Link me this vid you are talking about. The only super long gameplay demo I can remember of was the unedited Fault Line, and DICE was running that on the PC. If you watch the demo when it's broken down into it's 3 parts, you can see the control prompts are for PC (ie, repeatedly press S to drag the fallen squad mate during the parking lot ambush, mouse clicks for QTE during the fist fight in the basement, etc). As far as I know, DICE has yet to have released any official footage from the console versions. Jimmy Fallon played a bit of the PS3 version on his show, but that's about all I've been able to see that wasn't a PC version.
Chaotic_Warlord wrote:As far as the PC being graphically superior, that's not as true anymore, especially considering that the price for a dedicated gaming rig is more out of most peoples price ranges and developers know this. While a dedicated rig can run you into the thousands, a console is a couple hundred, which is more accessible.

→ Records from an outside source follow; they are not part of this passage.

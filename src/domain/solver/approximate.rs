//! Seeded simulated-annealing heuristic.
//!
//! Each read starts from a uniformly drawn point of the unit cube, projects it
//! to a feasible binary vector and anneals with flip/swap moves that never
//! leave the cardinality bounds. The best state over all reads wins. No
//! optimality gap is promised, only feasibility and reproducibility for a
//! given seed.

use rand::rngs::StdRng;
use rand::{Rng, SeedableRng};
use std::cmp::Ordering;

use super::{SelectionResult, SelectionWarning, Solver, feasible_bounds, improves};
use crate::domain::cancel::CancelFlag;
use crate::domain::constraint::Constraint;
use crate::domain::objective::Objective;

#[derive(Debug, Clone, PartialEq)]
pub struct ApproximateSolver {
    pub seed: u64,
    pub reads: usize,
    pub sweeps: usize,
    /// Start/end temperatures, relative to the objective's magnitude.
    pub initial_temperature: f64,
    pub final_temperature: f64,
}

impl ApproximateSolver {
    pub fn new(seed: u64) -> Self {
        ApproximateSolver {
            seed,
            reads: 16,
            sweeps: 200,
            initial_temperature: 1.0,
            final_temperature: 1e-3,
        }
    }

    fn temperature(&self, scale: f64, sweep: usize) -> f64 {
        let t0 = self.initial_temperature * scale;
        let t1 = self.final_temperature * scale;
        if self.sweeps <= 1 {
            return t1;
        }
        let frac = sweep as f64 / (self.sweeps - 1) as f64;
        t0 * (t1 / t0).powf(frac)
    }
}

impl Solver for ApproximateSolver {
    fn name(&self) -> &'static str {
        "approximate"
    }

    fn solve(
        &self,
        objective: &Objective,
        constraint: &Constraint,
        cancel: Option<&CancelFlag>,
    ) -> SelectionResult {
        let (min, max) = match feasible_bounds(objective, constraint) {
            Ok(bounds) => bounds,
            Err(empty) => return empty,
        };
        let n = objective.len();
        if max == 0 {
            return SelectionResult::empty();
        }

        let scale = magnitude(objective);
        let mut rng = StdRng::seed_from_u64(self.seed);
        let mut best: Option<(f64, Vec<usize>)> = None;

        for _ in 0..self.reads.max(1) {
            let relaxed: Vec<f64> = (0..n).map(|_| rng.gen_range(0.0..1.0)).collect();
            let mut bits = project_to_feasible(&relaxed, objective, min, max);
            let mut count = bits.iter().filter(|&&b| b).count();
            let mut value = objective.evaluate_bits(&bits);
            offer(&mut best, value, &bits);

            for sweep in 0..self.sweeps {
                if cancel.is_some_and(CancelFlag::is_cancelled) {
                    return SelectionResult::with_warning(SelectionWarning::Cancelled);
                }
                let temperature = self.temperature(scale, sweep);

                for _ in 0..n {
                    let i = rng.gen_range(0..n);
                    let can_flip = if bits[i] { count > min } else { count < max };

                    let mut delta = flip_delta(objective, &bits, i);
                    bits[i] = !bits[i];
                    let mut partner = None;
                    if !can_flip {
                        // Swap with a coordinate in the opposite state.
                        let others: Vec<usize> =
                            (0..n).filter(|&j| j != i && bits[j] == bits[i]).collect();
                        if others.is_empty() {
                            bits[i] = !bits[i];
                            continue;
                        }
                        let j = others[rng.gen_range(0..others.len())];
                        delta += flip_delta(objective, &bits, j);
                        bits[j] = !bits[j];
                        partner = Some(j);
                    }

                    let accept = delta >= 0.0
                        || rng.gen_range(0.0..1.0) < (delta / temperature).exp();
                    if accept {
                        value += delta;
                        if partner.is_none() {
                            count = if bits[i] { count + 1 } else { count - 1 };
                        }
                        offer(&mut best, value, &bits);
                    } else {
                        bits[i] = !bits[i];
                        if let Some(j) = partner {
                            bits[j] = !bits[j];
                        }
                    }
                }
            }
        }

        match best {
            Some((_, chosen)) => {
                // Re-score from scratch so accumulated deltas carry no drift.
                let value = objective.evaluate(&chosen);
                SelectionResult::from_indices(objective, &chosen, value)
            }
            None => SelectionResult::empty(),
        }
    }
}

/// Round a relaxed point to binary and repair cardinality by stand-alone
/// contribution (`linear_i − quadratic_ii`, ties by index).
pub fn project_to_feasible(
    relaxed: &[f64],
    objective: &Objective,
    min: usize,
    max: usize,
) -> Vec<bool> {
    let mut bits: Vec<bool> = relaxed.iter().map(|v| v.round() >= 1.0).collect();

    let mut ranked: Vec<usize> = (0..bits.len()).collect();
    ranked.sort_by(|&a, &b| {
        objective
            .contribution(b)
            .partial_cmp(&objective.contribution(a))
            .unwrap_or(Ordering::Equal)
            .then(a.cmp(&b))
    });

    let count = bits.iter().filter(|&&b| b).count();
    if count > max {
        let mut kept = 0;
        for &i in &ranked {
            if bits[i] {
                if kept < max {
                    kept += 1;
                } else {
                    bits[i] = false;
                }
            }
        }
    } else if count < min {
        let mut added = count;
        for &i in &ranked {
            if added == min {
                break;
            }
            if !bits[i] {
                bits[i] = true;
                added += 1;
            }
        }
    }
    bits
}

/// Change in objective from flipping coordinate `i` of `bits`.
fn flip_delta(objective: &Objective, bits: &[bool], i: usize) -> f64 {
    let q = &objective.quadratic;
    let cross: f64 = bits
        .iter()
        .enumerate()
        .filter(|&(j, &b)| b && j != i)
        .map(|(j, _)| q[(i, j)] + q[(j, i)])
        .sum();
    let gain = objective.contribution(i) - cross;
    if bits[i] { -gain } else { gain }
}

fn magnitude(objective: &Objective) -> f64 {
    let linear = objective.linear.iter().fold(0.0_f64, |m, v| m.max(v.abs()));
    let quadratic = objective.quadratic.iter().fold(0.0_f64, |m, v| m.max(v.abs()));
    let scale = linear + quadratic;
    if scale > 0.0 { scale } else { 1.0 }
}

fn offer(best: &mut Option<(f64, Vec<usize>)>, value: f64, bits: &[bool]) {
    let chosen: Vec<usize> = bits
        .iter()
        .enumerate()
        .filter_map(|(i, &b)| b.then_some(i))
        .collect();
    let incumbent = best.as_ref().map(|(v, c)| (*v, c.as_slice()));
    if improves(value, &chosen, incumbent) {
        *best = Some((value, chosen));
    }
}

#[cfg(test)]
mod tests {
    use super::*;
    use crate::domain::solver::ExactSolver;
    use approx::assert_relative_eq;
    use nalgebra::{DMatrix, DVector};

    fn objective(linear: &[f64], diag: f64) -> Objective {
        let n = linear.len();
        let mut q = DMatrix::zeros(n, n);
        for i in 0..n {
            q[(i, i)] = diag;
        }
        Objective {
            assets: (0..n).map(|i| format!("A{:02}", i)).collect(),
            mu: DVector::from_row_slice(linear),
            sigma: DMatrix::zeros(n, n),
            linear: DVector::from_row_slice(linear),
            quadratic: q,
        }
    }

    #[test]
    fn projection_rounds_coordinates() {
        let obj = objective(&[0.1, 0.2, 0.3], 0.0);
        let bits = project_to_feasible(&[0.9, 0.2, 0.6], &obj, 0, 3);
        assert_eq!(bits, vec![true, false, true]);
    }

    #[test]
    fn projection_trims_to_max_by_contribution() {
        let obj = objective(&[0.1, 0.3, 0.2], 0.0);
        let bits = project_to_feasible(&[1.0, 1.0, 1.0], &obj, 0, 2);
        assert_eq!(bits, vec![false, true, true]);
    }

    #[test]
    fn projection_fills_to_min_by_contribution() {
        let obj = objective(&[0.1, 0.3, 0.2], 0.0);
        let bits = project_to_feasible(&[0.0, 0.0, 0.0], &obj, 2, 3);
        assert_eq!(bits, vec![false, true, true]);
    }

    #[test]
    fn same_seed_same_result() {
        let obj = objective(&[0.12, 0.4, 0.05, 0.33, 0.21, 0.18], 0.02);
        let c = Constraint::new(1, 3);
        let a = ApproximateSolver::new(7).solve(&obj, &c, None);
        let b = ApproximateSolver::new(7).solve(&obj, &c, None);
        assert_eq!(a, b);
    }

    #[test]
    fn result_respects_cardinality() {
        let obj = objective(&[0.5, 0.4, 0.3, 0.2, 0.1], 0.0);
        for seed in 0..10 {
            let result = ApproximateSolver::new(seed).solve(&obj, &Constraint::new(2, 3), None);
            assert!(result.len() >= 2 && result.len() <= 3);
        }
    }

    #[test]
    fn finds_optimum_on_easy_problem() {
        let obj = objective(&[0.5, 0.1, 0.4, 0.05], 0.0);
        let c = Constraint::new(1, 2);
        let exact = ExactSolver.solve(&obj, &c, None);
        let approx = ApproximateSolver::new(3).solve(&obj, &c, None);
        assert_eq!(approx.chosen_assets, exact.chosen_assets);
        assert_relative_eq!(approx.objective_value, exact.objective_value, max_relative = 1e-9);
    }

    #[test]
    fn infeasible_returns_empty() {
        let obj = objective(&[0.5, 0.1], 0.0);
        let result = ApproximateSolver::new(1).solve(&obj, &Constraint::new(3, 3), None);
        assert!(result.is_empty());
        assert_eq!(result.warnings.len(), 1);
    }

    #[test]
    fn cancelled_before_first_sweep() {
        let obj = objective(&[0.5, 0.1, 0.2], 0.0);
        let flag = CancelFlag::new();
        flag.cancel();
        let result = ApproximateSolver::new(1).solve(&obj, &Constraint::new(1, 2), Some(&flag));
        assert!(result.was_cancelled());
    }

    #[test]
    fn flip_delta_matches_full_evaluation() {
        let mut obj = objective(&[0.3, 0.2, 0.1], 0.05);
        obj.quadratic[(0, 1)] = 0.02;
        obj.quadratic[(1, 0)] = 0.02;
        let bits = vec![true, false, true];
        let before = obj.evaluate_bits(&bits);
        let mut flipped = bits.clone();
        flipped[1] = true;
        let after = obj.evaluate_bits(&flipped);
        assert_relative_eq!(flip_delta(&obj, &bits, 1), after - before, epsilon = 1e-12);
    }
}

I'm not going to get into the PC versus console debate too heavily as I find the rhetoric to be highly misinformed. When I priced out my rig and built it in November of 2008, I dropped maybe $1500, and I went top of the line for everything. Dual Radeon 4870s with 1GB ram EACH, quad core AMD, terabyte HDD, 1kw PSU. The only thing I skimped on was the RAM. I put in 4GB because I was still running XP at the time, and that OS can't support over 3GB.
I will tell you that the
recommended specs for the alpha trial were released. And they're not that bad.
DICE wrote:Windows 7 or Vista (SP1)
EA Origin
CPU: quad core 2.0 GHz or faster
RAM: 4 GB or more
Hard Drive: 7.25 GB free disk space
Video RAM: 512 MB or greater
DirectX 10 or 11 compatible video card with latest drivers (AMD 11.5 or later, nVidia 275.33 or later)
Sound: DirectX 10 or 11 compatible card
Internet: broadband connection
Not that bad. Looking at these specs, most mid range rigs will support this. I could put a rig together that could run this at a very cost effective level. My top of the line rig from nearly 3 years ago can easily run this, and it is now considered below mid range. The only thing I would change on my end would be drop a few extra gigs of ram, and a DX11 vid card.
As for the whole "a good gaming PC costs THOUSANDS of dollars", that quote has been played out. Jim Sterling at Destructiod made that exact comment in an article he wrote, and it quickly was redacted when people started calling him out on it and linked rig setups with prices attached that were very reasonably priced. Now, I know this isn't as much of an issue as it used to be, but the I've known multiple 360 owners who have had multiple 360s due to RRoDs. Sorry, but if once I've heard of people dropping over a grand on 360 hardware to replace old busted hardware, I find the argument of price to be a moot point.
And the devs do know that the console market is still more lucrative than the PC market, but DICE has shown a track record that their PC sales have always been higher. I'll refer to my link in my OP about the Operation Hastings unlock. I unfortunately don't have a sales breakdown between platforms, but the user base numbers should hint towards where their core demographic plays. Also, EA's CEO, John Riccitiello recently was quoted saying
"Consoles now only account for 40% of the gaming industry". Now, it's not the PC that's taken back market share, but it's the mobile devices, iDevices, Androids, etc. But given the drop in market share, I can see why EA would let DICE focus a bit more on the PC. EA made the decision to make the Bad Companies a console game first, and we see where that left them.
I know how some people feel about this, because I moaned and complained when Call of Duty became a console-ized game and the PC platform was left in the dust (no dedicated servers, IWnet, no lean, no graphical innovation, etc). But that was Activision making a call to follow the money. EA is making the same call here, and letting DICE develop the game for where they believe it's going to perform better sales-wise. That's just business 101. The important difference here, though, is that DICE is trying to tailor the software for each platform, it just happens to be that the PC version is out in front due to it's lead status for development.